** Opening Extracted material block **
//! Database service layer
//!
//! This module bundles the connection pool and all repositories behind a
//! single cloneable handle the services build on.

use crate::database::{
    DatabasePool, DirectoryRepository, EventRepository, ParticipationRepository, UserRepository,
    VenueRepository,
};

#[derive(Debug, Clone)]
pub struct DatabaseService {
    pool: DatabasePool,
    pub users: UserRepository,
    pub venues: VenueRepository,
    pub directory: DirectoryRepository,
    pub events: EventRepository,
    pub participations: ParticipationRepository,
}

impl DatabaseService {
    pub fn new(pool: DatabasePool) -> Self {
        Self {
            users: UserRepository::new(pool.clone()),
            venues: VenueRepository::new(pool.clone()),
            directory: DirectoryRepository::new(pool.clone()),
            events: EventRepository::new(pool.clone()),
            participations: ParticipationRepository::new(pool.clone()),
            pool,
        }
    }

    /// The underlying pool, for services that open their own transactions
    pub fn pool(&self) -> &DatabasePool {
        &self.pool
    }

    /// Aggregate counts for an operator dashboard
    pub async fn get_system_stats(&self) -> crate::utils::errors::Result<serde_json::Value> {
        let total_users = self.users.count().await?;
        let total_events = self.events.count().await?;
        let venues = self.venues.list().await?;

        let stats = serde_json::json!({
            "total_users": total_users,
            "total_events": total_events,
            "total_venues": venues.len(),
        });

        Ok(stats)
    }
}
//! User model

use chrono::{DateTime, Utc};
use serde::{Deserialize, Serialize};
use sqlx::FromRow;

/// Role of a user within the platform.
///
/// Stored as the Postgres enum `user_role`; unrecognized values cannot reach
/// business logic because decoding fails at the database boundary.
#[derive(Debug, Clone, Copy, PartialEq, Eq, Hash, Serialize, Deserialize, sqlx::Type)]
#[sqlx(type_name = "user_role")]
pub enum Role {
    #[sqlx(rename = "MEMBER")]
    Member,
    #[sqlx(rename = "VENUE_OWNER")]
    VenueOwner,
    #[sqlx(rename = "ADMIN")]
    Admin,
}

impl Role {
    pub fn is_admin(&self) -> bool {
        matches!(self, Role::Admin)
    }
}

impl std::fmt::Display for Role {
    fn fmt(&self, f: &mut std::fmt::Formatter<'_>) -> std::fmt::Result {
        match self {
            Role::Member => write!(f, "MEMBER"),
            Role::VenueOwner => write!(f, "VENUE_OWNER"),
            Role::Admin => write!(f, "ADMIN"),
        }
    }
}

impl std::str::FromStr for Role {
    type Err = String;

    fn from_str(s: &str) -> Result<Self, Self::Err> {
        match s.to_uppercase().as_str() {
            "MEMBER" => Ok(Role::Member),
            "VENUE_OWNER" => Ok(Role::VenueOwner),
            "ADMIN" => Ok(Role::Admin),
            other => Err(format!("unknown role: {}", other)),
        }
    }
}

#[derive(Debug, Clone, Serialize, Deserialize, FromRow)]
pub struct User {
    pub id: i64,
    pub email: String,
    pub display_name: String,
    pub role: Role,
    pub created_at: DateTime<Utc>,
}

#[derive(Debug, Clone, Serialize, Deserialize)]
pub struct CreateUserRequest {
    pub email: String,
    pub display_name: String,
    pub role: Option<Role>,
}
** Closing Extracted material block **
** Opening Extracted material block **
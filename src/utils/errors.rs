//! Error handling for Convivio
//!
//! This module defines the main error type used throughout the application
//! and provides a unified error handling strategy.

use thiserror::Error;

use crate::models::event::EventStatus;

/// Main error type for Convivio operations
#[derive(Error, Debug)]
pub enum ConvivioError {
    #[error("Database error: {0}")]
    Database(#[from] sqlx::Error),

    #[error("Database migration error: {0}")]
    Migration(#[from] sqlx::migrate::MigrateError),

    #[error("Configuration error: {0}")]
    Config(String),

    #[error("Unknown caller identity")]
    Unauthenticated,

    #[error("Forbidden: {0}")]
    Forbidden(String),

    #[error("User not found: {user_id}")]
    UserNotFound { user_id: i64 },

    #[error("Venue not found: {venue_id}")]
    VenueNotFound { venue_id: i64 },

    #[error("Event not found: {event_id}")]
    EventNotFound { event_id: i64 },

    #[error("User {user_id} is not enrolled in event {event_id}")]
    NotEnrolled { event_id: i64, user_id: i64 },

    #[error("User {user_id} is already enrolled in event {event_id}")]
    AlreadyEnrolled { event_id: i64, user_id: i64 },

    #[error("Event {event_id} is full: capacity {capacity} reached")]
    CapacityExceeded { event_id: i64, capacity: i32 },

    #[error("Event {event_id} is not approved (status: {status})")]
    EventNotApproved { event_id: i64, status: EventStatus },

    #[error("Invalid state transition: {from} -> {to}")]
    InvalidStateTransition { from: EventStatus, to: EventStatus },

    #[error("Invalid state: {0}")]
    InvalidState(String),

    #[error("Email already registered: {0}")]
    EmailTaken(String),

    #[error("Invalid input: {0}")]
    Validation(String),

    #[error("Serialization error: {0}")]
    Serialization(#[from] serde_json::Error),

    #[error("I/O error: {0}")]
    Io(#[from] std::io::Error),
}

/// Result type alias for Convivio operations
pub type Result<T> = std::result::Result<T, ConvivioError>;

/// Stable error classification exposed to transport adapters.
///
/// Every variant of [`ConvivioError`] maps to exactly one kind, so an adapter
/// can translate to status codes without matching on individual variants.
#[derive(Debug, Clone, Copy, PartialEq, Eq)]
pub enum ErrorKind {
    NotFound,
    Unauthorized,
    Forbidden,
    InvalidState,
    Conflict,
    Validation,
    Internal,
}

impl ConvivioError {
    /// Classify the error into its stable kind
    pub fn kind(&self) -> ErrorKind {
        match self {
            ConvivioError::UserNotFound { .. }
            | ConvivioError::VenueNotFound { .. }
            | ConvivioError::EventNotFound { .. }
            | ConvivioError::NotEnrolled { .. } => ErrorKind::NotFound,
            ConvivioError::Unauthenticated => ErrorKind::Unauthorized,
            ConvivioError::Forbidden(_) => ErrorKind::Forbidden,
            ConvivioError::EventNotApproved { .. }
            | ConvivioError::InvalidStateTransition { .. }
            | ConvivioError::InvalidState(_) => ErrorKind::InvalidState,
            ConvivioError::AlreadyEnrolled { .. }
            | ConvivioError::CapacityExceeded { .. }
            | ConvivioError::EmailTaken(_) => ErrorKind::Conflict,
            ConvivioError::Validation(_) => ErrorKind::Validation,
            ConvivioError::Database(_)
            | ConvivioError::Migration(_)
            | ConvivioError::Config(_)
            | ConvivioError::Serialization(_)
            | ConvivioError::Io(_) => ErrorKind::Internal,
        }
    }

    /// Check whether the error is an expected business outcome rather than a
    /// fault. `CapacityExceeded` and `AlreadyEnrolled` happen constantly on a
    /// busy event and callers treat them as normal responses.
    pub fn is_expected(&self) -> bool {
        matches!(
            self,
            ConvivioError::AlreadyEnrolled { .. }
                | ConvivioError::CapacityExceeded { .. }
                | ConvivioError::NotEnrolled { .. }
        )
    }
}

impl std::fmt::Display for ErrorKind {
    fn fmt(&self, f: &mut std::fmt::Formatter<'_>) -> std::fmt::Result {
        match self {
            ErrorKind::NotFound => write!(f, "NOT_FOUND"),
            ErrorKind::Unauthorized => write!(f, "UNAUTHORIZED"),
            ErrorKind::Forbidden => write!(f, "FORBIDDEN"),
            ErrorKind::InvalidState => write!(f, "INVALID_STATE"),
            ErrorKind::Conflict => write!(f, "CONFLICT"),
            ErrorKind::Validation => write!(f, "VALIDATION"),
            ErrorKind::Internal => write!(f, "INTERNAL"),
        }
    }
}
** Closing Extracted material block **
## Description of the task
Please reproduce the lines from the line with "pub struct DatabaseService" to the line with "type Err = String;", both ends included, exactly as they appear above.

## Reply
pub struct DatabaseService {
    pool: DatabasePool,
    pub users: UserRepository,
    pub venues: VenueRepository,
    pub directory: DirectoryRepository,
    pub events: EventRepository,
    pub participations: ParticipationRepository,
}

impl DatabaseService {
    pub fn new(pool: DatabasePool) -> Self {
        Self {
            users: UserRepository::new(pool.clone()),
            venues: VenueRepository::new(pool.clone()),
            directory: DirectoryRepository::new(pool.clone()),
            events: EventRepository::new(pool.clone()),
            participations: ParticipationRepository::new(pool.clone()),
            pool,
        }
    }

    /// The underlying pool, for services that open their own transactions
    pub fn pool(&self) -> &DatabasePool {
        &self.pool
    }

    /// Aggregate counts for an operator dashboard
    pub async fn get_system_stats(&self) -> crate::utils::errors::Result<serde_json::Value> {
        let total_users = self.users.count().await?;
        let total_events = self.events.count().await?;
        let venues = self.venues.list().await?;

        let stats = serde_json::json!({
            "total_users": total_users,
            "total_events": total_events,
            "total_venues": venues.len(),
        });

        Ok(stats)
    }
}
//! User model

use chrono::{DateTime, Utc};
use serde::{Deserialize, Serialize};
use sqlx::FromRow;

/// Role of a user within the platform.
///
/// Stored as the Postgres enum `user_role`; unrecognized values cannot reach
/// business logic because decoding fails at the database boundary.
#[derive(Debug, Clone, Copy, PartialEq, Eq, Hash, Serialize, Deserialize, sqlx::Type)]
#[sqlx(type_name = "user_role")]
pub enum Role {
    #[sqlx(rename = "MEMBER")]
    Member,
    #[sqlx(rename = "VENUE_OWNER")]
    VenueOwner,
    #[sqlx(rename = "ADMIN")]
    Admin,
}

impl Role {
    pub fn is_admin(&self) -> bool {
        matches!(self, Role::Admin)
    }
}

impl std::fmt::Display for Role {
    fn fmt(&self, f: &mut std::fmt::Formatter<'_>) -> std::fmt::Result {
        match self {
            Role::Member => write!(f, "MEMBER"),
            Role::VenueOwner => write!(f, "VENUE_OWNER"),
            Role::Admin => write!(f, "ADMIN"),
        }
    }
}

impl std::str::FromStr for Role {
    type Err = String;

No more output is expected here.